**PROVIDED RECORDS:**
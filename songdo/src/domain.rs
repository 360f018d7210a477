use serde::Serialize;
use shared::{Error, Result};
use std::collections::HashMap;
use std::fmt;
use std::str::FromStr;
use std::time::Duration;

pub mod response {
    #[derive(Clone, Debug)]
    pub struct PutResponse {
        /// false when an existing entry was overwritten
        pub created: bool,
        pub expires_at_ms: u64,
    }

    impl PutResponse {
        pub fn new(created: bool, expires_at_ms: u64) -> Self {
            Self {
                created,
                expires_at_ms,
            }
        }
    }

    #[derive(Clone, Debug)]
    pub struct DeleteResponse {
        pub deleted: bool,
    }

    impl DeleteResponse {
        pub fn new(deleted: bool) -> Self {
            Self { deleted }
        }
    }
}

// === Cache ===

/// API endpoints whose responses may be cached
#[derive(Clone, Copy, Debug, PartialEq, Eq, Hash, PartialOrd, Ord)]
pub enum Endpoint {
    News,
    RealEstate,
    Subway,
    Bus,
    Medical,
    Weather,
    Guides,
    Academy,
}

impl Endpoint {
    pub const ALL: [Endpoint; 8] = [
        Endpoint::News,
        Endpoint::RealEstate,
        Endpoint::Subway,
        Endpoint::Bus,
        Endpoint::Medical,
        Endpoint::Weather,
        Endpoint::Guides,
        Endpoint::Academy,
    ];

    pub fn name(&self) -> &'static str {
        match self {
            Endpoint::News => "news",
            Endpoint::RealEstate => "realestate",
            Endpoint::Subway => "subway",
            Endpoint::Bus => "bus",
            Endpoint::Medical => "medical",
            Endpoint::Weather => "weather",
            Endpoint::Guides => "guides",
            Endpoint::Academy => "academy",
        }
    }

    /// Built-in time-to-live for cached responses of this endpoint
    pub fn default_ttl(&self) -> Duration {
        let minutes = match self {
            Endpoint::News => 5,
            Endpoint::RealEstate => 30,
            Endpoint::Subway => 1,
            Endpoint::Medical => 60,
            Endpoint::Weather => 10,
            Endpoint::Guides => 120,
            Endpoint::Bus | Endpoint::Academy => 5,
        };
        Duration::from_secs(minutes * 60)
    }
}

impl fmt::Display for Endpoint {
    fn fmt(&self, f: &mut fmt::Formatter<'_>) -> fmt::Result {
        f.write_str(self.name())
    }
}

impl FromStr for Endpoint {
    type Err = Error;

    fn from_str(s: &str) -> Result<Self> {
        Endpoint::ALL
            .into_iter()
            .find(|e| e.name() == s)
            .ok_or_else(|| Error::UnknownEndpoint(s.to_string()))
    }
}

/// Endpoint -> TTL lookup table, the built-in defaults plus validated overrides
#[derive(Clone, Debug, Default)]
pub struct TtlPolicy {
    overrides: HashMap<Endpoint, Duration>,
}

impl TtlPolicy {
    pub fn new() -> Self {
        Self::default()
    }

    pub fn with_override(mut self, endpoint: Endpoint, ttl: Duration) -> Result<Self> {
        if ttl.is_zero() {
            return Err(Error::InvalidTtl {
                endpoint: endpoint.name().to_string(),
                reason: "ttl must be greater than zero",
            });
        }
        self.overrides.insert(endpoint, ttl);
        Ok(self)
    }

    /// Build a policy from `(endpoint name, minutes)` pairs, rejecting unknown names
    pub fn from_overrides(overrides: &[(String, u64)]) -> Result<Self> {
        overrides.iter().try_fold(Self::new(), |policy, (name, minutes)| {
            let endpoint: Endpoint = name.parse()?;
            let secs = minutes.checked_mul(60).ok_or_else(|| Error::InvalidTtl {
                endpoint: endpoint.name().to_string(),
                reason: "ttl is too large",
            })?;
            policy.with_override(endpoint, Duration::from_secs(secs))
        })
    }

    pub fn ttl_for(&self, endpoint: Endpoint) -> Duration {
        self.overrides
            .get(&endpoint)
            .copied()
            .unwrap_or_else(|| endpoint.default_ttl())
    }
}

#[derive(Clone, Debug)]
pub struct CacheEntry<V> {
    pub data: V,
    pub stored_at_ms: u64,
    pub expires_at_ms: u64,
}

impl<V> CacheEntry<V> {
    pub fn new(data: V, now_ms: u64, ttl: Duration) -> Self {
        Self {
            data,
            stored_at_ms: now_ms,
            expires_at_ms: now_ms.saturating_add(ttl.as_millis() as u64),
        }
    }

    pub fn is_expired(&self, now_ms: u64) -> bool {
        now_ms >= self.expires_at_ms
    }
}

#[derive(Clone, Copy, Debug, Default, PartialEq, Eq, Serialize)]
pub struct CacheStats {
    pub total: usize,
    pub expired: usize,
    pub valid: usize,
}

/// Store construction parameters handed to a `StorageFactory`
#[derive(Clone, Debug)]
pub struct StoreConfig {
    pub name: String,
    pub backend: shared::config::CacheBackend,
    pub max_entries: Option<u64>,
}

impl StoreConfig {
    pub fn new(name: impl Into<String>, backend: shared::config::CacheBackend) -> Self {
        Self {
            name: name.into(),
            backend,
            max_entries: None,
        }
    }

    pub fn with_max_entries(mut self, max_entries: Option<u64>) -> Self {
        self.max_entries = max_entries;
        self
    }
}

// === Metrics ===

#[derive(Clone, Copy, Debug, PartialEq, Eq, Hash)]
pub enum Method {
    Get,
    Post,
    Put,
    Delete,
}

impl fmt::Display for Method {
    fn fmt(&self, f: &mut fmt::Formatter<'_>) -> fmt::Result {
        f.write_str(match self {
            Method::Get => "GET",
            Method::Post => "POST",
            Method::Put => "PUT",
            Method::Delete => "DELETE",
        })
    }
}

/// How a monitored call ended
#[derive(Clone, Debug, PartialEq, Eq)]
pub enum CallOutcome {
    Success { status: u16 },
    Cached,
    Failure { status: u16, error: String },
}

impl CallOutcome {
    pub fn ok() -> Self {
        CallOutcome::Success { status: 200 }
    }

    pub fn failed(error: impl Into<String>) -> Self {
        CallOutcome::Failure {
            status: 500,
            error: error.into(),
        }
    }

    pub fn status_code(&self) -> u16 {
        match self {
            CallOutcome::Success { status } | CallOutcome::Failure { status, .. } => *status,
            CallOutcome::Cached => 200,
        }
    }

    pub fn is_cached(&self) -> bool {
        matches!(self, CallOutcome::Cached)
    }

    pub fn is_error(&self) -> bool {
        self.status_code() >= 400
    }

    pub fn error(&self) -> Option<&str> {
        match self {
            CallOutcome::Failure { error, .. } => Some(error),
            _ => None,
        }
    }
}

/// A call observation before it is timestamped by the aggregator
#[derive(Clone, Debug)]
pub struct MetricSample {
    pub endpoint: String,
    pub method: Method,
    pub response_time_ms: u64,
    pub outcome: CallOutcome,
}

impl MetricSample {
    pub fn new(
        endpoint: impl Into<String>,
        method: Method,
        response_time_ms: u64,
        outcome: CallOutcome,
    ) -> Self {
        Self {
            endpoint: endpoint.into(),
            method,
            response_time_ms,
            outcome,
        }
    }
}

#[derive(Clone, Debug)]
pub struct CallMetric {
    pub endpoint: String,
    pub method: Method,
    pub response_time_ms: u64,
    pub outcome: CallOutcome,
    pub timestamp_ms: u64,
}

impl CallMetric {
    pub fn group_key(&self) -> String {
        format!("{} {}", self.method, self.endpoint)
    }
}

#[derive(Clone, Debug, PartialEq, Serialize)]
pub struct AggregatedMetric {
    pub endpoint: String,
    pub total_requests: usize,
    pub average_response_time_ms: f64,
    pub error_rate_pct: f64,
    pub cache_hit_rate_pct: f64,
    #[serde(skip_serializing_if = "Option::is_none")]
    pub last_error: Option<String>,
    #[serde(skip_serializing_if = "Option::is_none")]
    pub last_error_timestamp_ms: Option<u64>,
}

#[derive(Clone, Debug, Default, PartialEq, Serialize)]
pub struct OverallStats {
    pub total_requests: usize,
    pub average_response_time_ms: f64,
    pub error_rate_pct: f64,
    pub cache_hit_rate_pct: f64,
    pub uptime_ms: u64,
}

#[derive(Clone, Copy, Debug)]
pub struct Thresholds {
    pub max_average_response_ms: f64,
    pub max_error_rate_pct: f64,
    pub min_cache_hit_rate_pct: f64,
}

impl Default for Thresholds {
    fn default() -> Self {
        Self {
            max_average_response_ms: 2000.0,
            max_error_rate_pct: 5.0,
            min_cache_hit_rate_pct: 50.0,
        }
    }
}

#[derive(Clone, Debug, Default, PartialEq, Serialize)]
pub struct ThresholdReport {
    pub slow_endpoints: Vec<String>,
    pub high_error_endpoints: Vec<String>,
    pub low_cache_endpoints: Vec<String>,
}

#[cfg(test)]
mod tests {
    use super::*;

    #[test]
    fn test_default_ttl_table() {
        assert_eq!(Endpoint::News.default_ttl(), Duration::from_secs(5 * 60));
        assert_eq!(Endpoint::RealEstate.default_ttl(), Duration::from_secs(30 * 60));
        assert_eq!(Endpoint::Subway.default_ttl(), Duration::from_secs(60));
        assert_eq!(Endpoint::Medical.default_ttl(), Duration::from_secs(60 * 60));
        assert_eq!(Endpoint::Weather.default_ttl(), Duration::from_secs(10 * 60));
        assert_eq!(Endpoint::Guides.default_ttl(), Duration::from_secs(120 * 60));
        assert_eq!(Endpoint::Bus.default_ttl(), Duration::from_secs(5 * 60));
    }

    #[test]
    fn test_endpoint_names_round_trip() {
        for endpoint in Endpoint::ALL {
            assert_eq!(endpoint.name().parse::<Endpoint>().unwrap(), endpoint);
        }
        assert!(matches!(
            "stocks".parse::<Endpoint>(),
            Err(Error::UnknownEndpoint(name)) if name == "stocks"
        ));
    }

    #[test]
    fn test_ttl_policy_overrides() {
        let policy =
            TtlPolicy::from_overrides(&[("news".to_string(), 15), ("subway".to_string(), 2)])
                .unwrap();

        assert_eq!(policy.ttl_for(Endpoint::News), Duration::from_secs(15 * 60));
        assert_eq!(policy.ttl_for(Endpoint::Subway), Duration::from_secs(2 * 60));
        assert_eq!(policy.ttl_for(Endpoint::Weather), Duration::from_secs(10 * 60));
    }

    #[test]
    fn test_ttl_policy_rejects_bad_overrides() {
        assert!(matches!(
            TtlPolicy::from_overrides(&[("news".to_string(), 0)]),
            Err(Error::InvalidTtl { .. })
        ));
        assert!(matches!(
            TtlPolicy::from_overrides(&[("nope".to_string(), 5)]),
            Err(Error::UnknownEndpoint(_))
        ));
    }

    #[test]
    fn test_ttl_policy_rejects_overflowing_minutes() {
        assert!(matches!(
            TtlPolicy::from_overrides(&[("news".to_string(), u64::MAX / 10)]),
            Err(Error::InvalidTtl { .. })
        ));

        let policy = TtlPolicy::from_overrides(&[("news".to_string(), 15)]).unwrap();
        assert_eq!(policy.ttl_for(Endpoint::News), Duration::from_secs(900));
    }

    #[test]
    fn test_call_outcome_classification() {
        assert_eq!(CallOutcome::ok().status_code(), 200);
        assert!(!CallOutcome::ok().is_error());
        assert!(CallOutcome::Cached.is_cached());

        let failed = CallOutcome::failed("boom");
        assert!(failed.is_error());
        assert_eq!(failed.error(), Some("boom"));

        let not_found = CallOutcome::Failure {
            status: 404,
            error: "missing".into(),
        };
        assert!(not_found.is_error());
    }
}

**WHAT THE TASK REQUIRES:** What lines in the data above carry "RealEstate"? Return them all.

**RESPONSE:**
    RealEstate,
        Endpoint::RealEstate,
            Endpoint::RealEstate => "realestate",
            Endpoint::RealEstate => 30,
        assert_eq!(Endpoint::RealEstate.default_ttl(), Duration::from_secs(30 * 60));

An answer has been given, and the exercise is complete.